July 29, 2024 by Maya Posch 7 Comments

Back in the early 90s the world was almost graced with an arcade version of Lemmings, but after a few board revisions it was abandoned in 1991. Now the folk over at UK-based [RMC – The Cave] on YouTube have managed to not only get their mitts on a nearly finished prototype board, but have also designed and built a period-appropriate cabinet to go with it. This involved looking at a range of arcade cabinets created by Data East and picking a design that would allow both for the two-player mode of the game, and fit the overall style.

Arcade cabinets came in a wide range of cabinet styles and control layouts, largely defined by the game’s requirements, but sometimes with flourishes to distinguish the cabinet from the hundred others in the same arcade.

In this particular case the typical zig-zag (Z-back) style was found to be a good fit as on the Data East Night Slashers 1993-era cabinet, which then mostly left the controls (with two trackballs) and cabinet art to figure out.
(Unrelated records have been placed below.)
impl Transducer {
    fn from_strategy(name: &str, game: &Game, solution: &Solution) -> SynthesisResult<Self> {
        let mut graph = DiGraph::new();
        let mut nodes: HashMap<(usize, usize), NodeIndex> = HashMap::new();
        let mut queue = VecDeque::new();

        let mut initial = BTreeMap::new();
        for env in solution.initial_envs(game) {
            match solution.initial_sys(game, env) {
                Some(sys) => {
                    let node = intern(
                        game,
                        &mut graph,
                        &mut nodes,
                        &mut queue,
                        game.state_id(env, sys),
                        0,
                    );
                    initial.insert(env as u64, node);
                }
                None => debug!("No winning initial state for input {}", env),
            }
        }

        while let Some((state, goal)) = queue.pop_front() {
            let from = nodes[&(state, goal)];
            for (k, &e2) in game.env_moves(state).iter().enumerate() {
                let (s2, next_goal) = solution
                    .choose(game, state, goal, k)
                    .ok_or(SynthesisError::Unrealizable)?;
                let to = intern(
                    game,
                    &mut graph,
                    &mut nodes,
                    &mut queue,
                    game.state_id(e2 as usize, s2),
                    next_goal,
                );
                graph.add_edge(
                    from,
                    to,
                    Transition {
                        input: u64::from(e2),
                    },
                );
            }
        }

        Ok(Self {
            name: name.to_string(),
            moore: game.is_moore(),
            env: game.env_table().clone(),
            sys: game.sys_table().clone(),
            graph,
            initial,
        })
    }

    pub fn name(&self) -> &str {
        &self.name
    }

    pub fn is_moore(&self) -> bool {
        self.moore
    }

    pub fn env_vars(&self) -> &VarTable {
        &self.env
    }

    pub fn sys_vars(&self) -> &VarTable {
        &self.sys
    }

    pub fn len(&self) -> usize {
        self.graph.node_count()
    }

    pub fn is_empty(&self) -> bool {
        self.graph.node_count() == 0
    }

    pub fn states(&self) -> impl Iterator<Item = &MachineState> {
        self.graph.node_weights()
    }

    pub fn state(&self, id: usize) -> Option<&MachineState> {
        self.graph.node_weight(NodeIndex::new(id))
    }

    /// Ids of the initial states, one per admissible first input
    pub fn initial_states(&self) -> Vec<usize> {
        self.initial.values().map(|node| node.index()).collect()
    }

    /// Initial state for the first input
    pub fn initial_state(&self, inputs: &Valuation) -> SynthesisResult<usize> {
        let input = self.env.encode(inputs)?;
        self.initial
            .get(&input)
            .map(|node| node.index())
            .ok_or_else(|| SynthesisError::AssumptionViolated {
                reason: format!("initial input {} is not admissible", describe(inputs)),
            })
    }

    /// Successor of state `id` on `inputs`
    pub fn step(&self, id: usize, inputs: &Valuation) -> SynthesisResult<usize> {
        let input = self.env.encode(inputs)?;
        let node = NodeIndex::new(id);
        if self.graph.node_weight(node).is_none() {
            return Err(SynthesisError::AssumptionViolated {
                reason: format!("unknown controller state {}", id),
            });
        }
        self.graph
            .edges(node)
            .find(|edge| edge.weight().input == input)
            .map(|edge| edge.target().index())
            .ok_or_else(|| SynthesisError::AssumptionViolated {
                reason: format!(
                    "input {} is not allowed from state {}",
                    describe(inputs),
                    id
                ),
            })
    }

    /// Graphviz rendering, one node per controller state
    pub fn to_dot(&self) -> String {
        let mut out = String::new();
        let _ = writeln!(out, "digraph \"{}\" {{", escape(&self.name));
        let _ = writeln!(out, "    node [shape=box];");
        let _ = writeln!(out, "    init [shape=point];");
        for node in self.graph.node_indices() {
            let state = &self.graph[node];
            let mut label = format!("{} (goal {})", state.id, state.goal);
            for (name, value) in state.inputs.iter().chain(state.outputs.iter()) {
                let _ = write!(label, "\\n{} = {}", name, value);
            }
            let _ = writeln!(out, "    n{} [label=\"{}\"];", node.index(), escape(&label));
        }
        for node in self.initial.values() {
            let _ = writeln!(out, "    init -> n{};", node.index());
        }
        for edge in self.graph.edge_references() {
            let _ = writeln!(
                out,
                "    n{} -> n{} [label=\"{}\"];",
                edge.source().index(),
                edge.target().index(),
                escape(&describe(&self.env.decode(edge.weight().input)))
            );
        }
        out.push_str("}\n");
        out
    }

    pub fn to_export(&self) -> TransducerExport {
        TransducerExport {
            name: self.name.clone(),
            moore: self.moore,
            env_vars: self.env.clone(),
            sys_vars: self.sys.clone(),
            initial: self.initial_states(),
            states: self.graph.node_weights().cloned().collect(),
            transitions: self
                .graph
                .edge_references()
                .map(|edge| TransitionExport {
                    from: edge.source().index(),
                    to: edge.target().index(),
                    input: self.env.decode(edge.weight().input),
                })
                .collect(),
        }
    }

    pub fn to_json(&self) -> SynthesisResult<String> {
        Ok(serde_json::to_string_pretty(&self.to_export())?)
    }

    pub fn from_json(input: &str) -> SynthesisResult<Self> {
        let export: TransducerExport = serde_json::from_str(input)?;
        Self::from_export(export)
    }

    pub fn save(&self, path: impl AsRef<Path>) -> SynthesisResult<()> {
        std::fs::write(path, self.to_json()?)?;
        Ok(())
    }

    pub fn load(path: impl AsRef<Path>) -> SynthesisResult<Self> {
        Self::from_json(&std::fs::read_to_string(path)?)
    }

    pub fn from_export(export: TransducerExport) -> SynthesisResult<Self> {
        let mut graph = DiGraph::with_capacity(export.states.len(), export.transitions.len());
        for (position, state) in export.states.into_iter().enumerate() {
            if state.id != position {
                return Err(SynthesisError::InvalidTransducer {
                    reason: format!("state id {} at position {}", state.id, position),
                });
            }
            graph.add_node(state);
        }

        let node = |id: usize| -> SynthesisResult<NodeIndex> {
            if id < graph.node_count() {
                Ok(NodeIndex::new(id))
            } else {
                Err(SynthesisError::InvalidTransducer {
                    reason: format!("reference to unknown state {}", id),
                })
            }
        };

        let mut edges = Vec::with_capacity(export.transitions.len());
        for transition in &export.transitions {
            let input = export.env_vars.encode(&transition.input)?;
            edges.push((node(transition.from)?, node(transition.to)?, input));
        }
        let mut initial = BTreeMap::new();
        for id in export.initial {
            let index = node(id)?;
            let input = export.env_vars.encode(&graph[index].inputs)?;
            initial.insert(input, index);
        }
        for (from, to, input) in edges {
            graph.add_edge(from, to, Transition { input });
        }

        Ok(Self {
            name: export.name,
            moore: export.moore,
            env: export.env_vars,
            sys: export.sys_vars,
            graph,
            initial,
        })
    }
}
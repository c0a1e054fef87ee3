//! Random terrain with a flat helipad in the middle.

use rand::Rng;
use serde::{Deserialize, Serialize};

pub const CHUNKS: usize = 11;

#[derive(Debug, Clone, PartialEq, Serialize, Deserialize)]
pub struct Terrain {
    /// Chunk boundaries, evenly spaced over the viewport width
    xs: Vec<f64>,
    heights: Vec<f64>,
    helipad_x1: f64,
    helipad_x2: f64,
    helipad_y: f64,
}

impl Terrain {
    /// Smoothed random heights in `[0, height / 2]`, with the chunks
    /// around the centre held at `helipad_y`
    pub fn generate<R: Rng>(rng: &mut R, width: f64, height: f64, helipad_y: f64) -> Self {
        let step = width / (CHUNKS - 1) as f64;
        let xs: Vec<f64> = (0..CHUNKS).map(|i| i as f64 * step).collect();

        let mut raw: Vec<f64> = (0..=CHUNKS)
            .map(|_| rng.gen_range(0.0..height / 2.0))
            .collect();
        for h in &mut raw[CHUNKS / 2 - 2..=CHUNKS / 2 + 2] {
            *h = helipad_y;
        }

        let mut heights: Vec<f64> = (0..CHUNKS)
            .map(|i| {
                let prev = raw[(i + CHUNKS) % (CHUNKS + 1)];
                0.33 * (prev + raw[i] + raw[i + 1])
            })
            .collect();
        for h in &mut heights[CHUNKS / 2 - 1..=CHUNKS / 2 + 1] {
            *h = helipad_y;
        }

        Self {
            helipad_x1: xs[CHUNKS / 2 - 1],
            helipad_x2: xs[CHUNKS / 2 + 1],
            xs,
            heights,
            helipad_y,
        }
    }

    /// Completely flat terrain at `level`
    pub fn flat(width: f64, level: f64) -> Self {
        let step = width / (CHUNKS - 1) as f64;
        let xs: Vec<f64> = (0..CHUNKS).map(|i| i as f64 * step).collect();
        Self {
            helipad_x1: xs[CHUNKS / 2 - 1],
            helipad_x2: xs[CHUNKS / 2 + 1],
            xs,
            heights: vec![level; CHUNKS],
            helipad_y: level,
        }
    }

    /// Ground height under `x`, clamped to the outermost chunks
    pub fn height_at(&self, x: f64) -> f64 {
        let last = self.xs.len() - 1;
        if x <= self.xs[0] {
            return self.heights[0];
        }
        if x >= self.xs[last] {
            return self.heights[last];
        }
        let i = self.xs.partition_point(|&cx| cx <= x) - 1;
        let t = (x - self.xs[i]) / (self.xs[i + 1] - self.xs[i]);
        self.heights[i] + t * (self.heights[i + 1] - self.heights[i])
    }

    pub fn helipad(&self) -> (f64, f64) {
        (self.helipad_x1, self.helipad_x2)
    }

    pub fn helipad_y(&self) -> f64 {
        self.helipad_y
    }

    pub fn is_over_helipad(&self, x: f64) -> bool {
        (self.helipad_x1..=self.helipad_x2).contains(&x)
    }
}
Fortunately there is plenty of inspiration when it comes to Lemmings art, leading to the finished cabinet with the original mainboard, the JAMMA wiring harness with MultiPi JAMMA controller, a 19″ CRT monitor and other components including the 3D printed controls panel.

With more and more new arcades popping up in the US and elsewhere, perhaps we’ll see these Lemmings arcade cabinets appear there too, especially since the ROMs on the prototype board were dumped for convenient MAME-ing.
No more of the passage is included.